UD Track Team  - Dr. Nina and Dad 'Phil Anderson'

  As tomorrow, labor unions march down Rodney Square in Wilmington, DE, private corporation organized labor is at an all-time low 6.5%.  I cringe at the thoughts when only state-owned institution for rebuilding the manufacturing sector at the Port of Wilmington plans for privatization. Yes, the thought that all this Innovation and Technology is creating jobs currently finds little definitive evidence thereof.   Just take a walk Down Town in Wilmington, DE on Market street around 12:00 noon and see for yourself.

  Having parents who were proud members of organized Labor, I can attest that our quality of lives benefited from their membership. My mom was a member of the AFL-CIO in the custodian union for the Red Clay School District and a father in the ILA (International Longshoremen's Association), ILA at the Port of Wilmington.  Yes, I am the President/CEO, of TOVA Healthcare and the 2017 Delaware Woman-Owned Business of the Year and am saying this,   Yes, I can talk candidly about ensuring employees are payed competitive wages.  Even though as a 100% Black-Owned business, the state has starved me of resources and refused to pay TOVA for Sickle Cell services rendered.  My friends say, the  corporate 'Delaware Way' plutocrats who want to take over the program for the two major hospital systems plan to reap the profits or just simply pay for someone's retirement home.

   As TOVA struggles to save a small business and employees,  the DHSS plans to put a model Sickle Cell Specialty Care model up for bid and my business is struggling to survive and most politicians hands are tied.  Despite all of these brutal tactics, I, as the President/CEO, still are about my employees and even my contractors.

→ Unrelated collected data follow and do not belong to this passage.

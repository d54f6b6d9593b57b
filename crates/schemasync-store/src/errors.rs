//! Error helpers for schemasync-store
//!
//! Every adapter failure is an `ExError` from schemasync-core; these
//! helpers keep op names and kind mapping consistent across adapters.

use schemasync_core::errors::{ExError, ExErrorKind};
use schemasync_core::model::ObjectKind;
use std::path::Path;

/// Result type alias using ExError
pub type Result<T> = std::result::Result<T, ExError>;

/// Op name for reading a snapshot file; diagnostics match on it
pub use schemasync_core::diagnostics::rules::OP_READ_SNAPSHOT_FILE;

/// Map an IO error onto the error taxonomy
///
/// `NotFound`, `PermissionDenied` and `TimedOut` keep their meaning; all
/// other IO failures are `Io`.
pub fn io_error(operation: &str, path: &Path, err: std::io::Error) -> ExError {
    let kind = match err.kind() {
        std::io::ErrorKind::NotFound => ExErrorKind::NotFound,
        std::io::ErrorKind::PermissionDenied => ExErrorKind::Forbidden,
        std::io::ErrorKind::TimedOut => ExErrorKind::Timeout,
        _ => ExErrorKind::Io,
    };
    ExError::new(kind)
        .with_op(operation.to_string())
        .with_message(format!("{}: {}", path.display(), err))
}

/// A snapshot document failed validation
pub fn snapshot_validation(reason: &str) -> ExError {
    ExError::new(ExErrorKind::InvalidSnapshot)
        .with_op("parse_snapshot")
        .with_message(reason.to_string())
}

/// The store root does not exist
pub fn database_not_found(root: &Path) -> ExError {
    ExError::new(ExErrorKind::DatabaseNotFound)
        .with_op("open_store")
        .with_message(format!("No schema store at {}", root.display()))
}

/// An object name that cannot be used as a file name
pub fn invalid_object_name(kind: ObjectKind, name: &str, reason: &str) -> ExError {
    ExError::new(ExErrorKind::InvalidInput)
        .with_op("object_path")
        .with_object_kind(kind)
        .with_object_name(name)
        .with_message(format!("Invalid object name: {}", reason))
}

/// No object of this kind and name
pub fn object_not_found(op: &str, kind: ObjectKind, name: &str) -> ExError {
    ExError::new(ExErrorKind::NotFound)
        .with_op(op.to_string())
        .with_object_kind(kind)
        .with_object_name(name)
        .with_message(format!("No {} named '{}'", kind, name))
}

Studies have shown over and over that Privatization 'Disproportionately Hurts Poor Individuals and Families.  
  
   The following are 7 ways private companies fleece the poor by making Working Families loose.  (Taken from the Nation.com and  Alternet.org)

1.  Privatization fleeces the poor is by making basic public services cost more. 

2.  Privatization schemes for water and electricity systems, which have hiked user fees for outsourced utilities, but suffered from a decline in the quality of services, and that spiking rates “particularly harm low-income residents and those on fixed-incomes.”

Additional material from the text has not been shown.